(Source records)
----------------------------------------

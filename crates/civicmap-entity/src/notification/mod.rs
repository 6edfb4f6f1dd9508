//! In-app notification entity.

pub mod model;

pub use model::{NewNotification, Notification};
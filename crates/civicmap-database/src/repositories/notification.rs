//! Notification repository implementation.

use sqlx::PgPool;

use civicmap_core::error::{AppError, ErrorKind};
use civicmap_core::result::AppResult;
use civicmap_core::types::pagination::{PageRequest, PageResponse};
use civicmap_entity::notification::model::{NewNotification, Notification};

/// Repository for notification rows.
#[derive(Debug, Clone)]
pub struct NotificationRepository {
    pool: PgPool,
}

impl NotificationRepository {
    /// Create a new notification repository.
    pub fn new(pool: PgPool) -> Self {
        Self { pool }
    }

    /// Create a notification.
    pub async fn create(&self, new: &NewNotification) -> AppResult<Notification> {
        sqlx::query_as::<_, Notification>(
            "INSERT INTO notifications (user_id, message, collaboration_id) \
             VALUES ($1, $2, $3) RETURNING *",
        )
        .bind(new.user_id)
        .bind(&new.message)
        .bind(new.collaboration_id)
        .fetch_one(&self.pool)
        .await
        .map_err(|e| {
            AppError::with_source(ErrorKind::Database, "Failed to create notification", e)
        })
    }

    /// List notifications for a user, newest first.
    pub async fn find_by_user(
        &self,
        user_id: i64,
        page: &PageRequest,
    ) -> AppResult<PageResponse<Notification>> {
        let total: i64 =
            sqlx::query_scalar("SELECT COUNT(*) FROM notifications WHERE user_id = $1")
                .bind(user_id)
                .fetch_one(&self.pool)
                .await
                .map_err(|e| {
                    AppError::with_source(ErrorKind::Database, "Failed to count notifications", e)
                })?;

        let rows = sqlx::query_as::<_, Notification>(
            "SELECT * FROM notifications WHERE user_id = $1 \
             ORDER BY created_at DESC LIMIT $2 OFFSET $3",
        )
        .bind(user_id)
        .bind(page.limit() as i64)
        .bind(page.offset() as i64)
        .fetch_all(&self.pool)
        .await
        .map_err(|e| {
            AppError::with_source(ErrorKind::Database, "Failed to list notifications", e)
        })?;

        Ok(PageResponse::new(rows, page.page, page.page_size, total as u64))
    }

    /// Mark a notification as read. Returns false when no row matched.
    pub async fn mark_read(&self, notification_id: i64, user_id: i64) -> AppResult<bool> {
        let result =
            sqlx::query("UPDATE notifications SET read = TRUE WHERE id = $1 AND user_id = $2")
                .bind(notification_id)
                .bind(user_id)
                .execute(&self.pool)
                .await
                .map_err(|e| {
                    AppError::with_source(ErrorKind::Database, "Failed to mark notification read", e)
                })?;
        Ok(result.rows_affected() > 0)
    }
}
//! Notification listing and read-flag management.

pub mod service;

pub use service::NotificationService;
//! Collaboration lifecycle and side-effect dispatch.

pub mod dispatch;
pub mod service;

pub use dispatch::CollaborationDispatcher;
pub use service::{CollaborationService, CreateCollaboration};
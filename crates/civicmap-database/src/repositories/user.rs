//! User repository — read-only access for the collaboration workflow.

use sqlx::PgPool;

use civicmap_core::error::{AppError, ErrorKind};
use civicmap_core::result::AppResult;
use civicmap_entity::user::model::User;

/// Read-only repository for user rows.
#[derive(Debug, Clone)]
pub struct UserRepository {
    pool: PgPool,
}

impl UserRepository {
    /// Create a new user repository.
    pub fn new(pool: PgPool) -> Self {
        Self { pool }
    }

    /// Fetch a user by id, on any executor (pool or open transaction).
    pub async fn find_by_id<'e, E>(&self, executor: E, id: i64) -> AppResult<Option<User>>
    where
        E: sqlx::PgExecutor<'e>,
    {
        sqlx::query_as::<_, User>("SELECT * FROM users WHERE id = $1")
            .bind(id)
            .fetch_optional(executor)
            .await
            .map_err(|e| AppError::with_source(ErrorKind::Database, "Failed to fetch user", e))
    }

    /// Fetch a user by id using the repository's own pool.
    pub async fn get(&self, id: i64) -> AppResult<Option<User>> {
        self.find_by_id(&self.pool, id).await
    }
}
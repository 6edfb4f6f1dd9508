//! Notification entity model.

use chrono::{DateTime, Utc};
use serde::{Deserialize, Serialize};
use sqlx::FromRow;

/// A persisted in-app notification, distinct from the emailed one.
///
/// Rows are created only by the collaboration side-effect dispatcher and
/// cascade-deleted with their collaboration.
#[derive(Debug, Clone, Serialize, Deserialize, FromRow)]
pub struct Notification {
    /// Unique notification identifier.
    pub id: i64,
    /// The recipient user.
    pub user_id: i64,
    /// Display text.
    pub message: String,
    /// When the notification was created.
    pub created_at: DateTime<Utc>,
    /// Whether the recipient has read this notification.
    pub read: bool,
    /// The collaboration that triggered this notification.
    pub collaboration_id: i64,
}

/// Data required to create a new notification.
#[derive(Debug, Clone, Serialize, Deserialize)]
pub struct NewNotification {
    /// Recipient user.
    pub user_id: i64,
    /// Display text.
    pub message: String,
    /// Triggering collaboration.
    pub collaboration_id: i64,
}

----------------------------------------

▶ [Requirement] Check every line of the data above for the string "service", and copy those that have it.

▶ [Expected output]
pub mod service;
pub use service::NotificationService;
pub mod service;
pub use service::{CollaborationService, CreateCollaboration};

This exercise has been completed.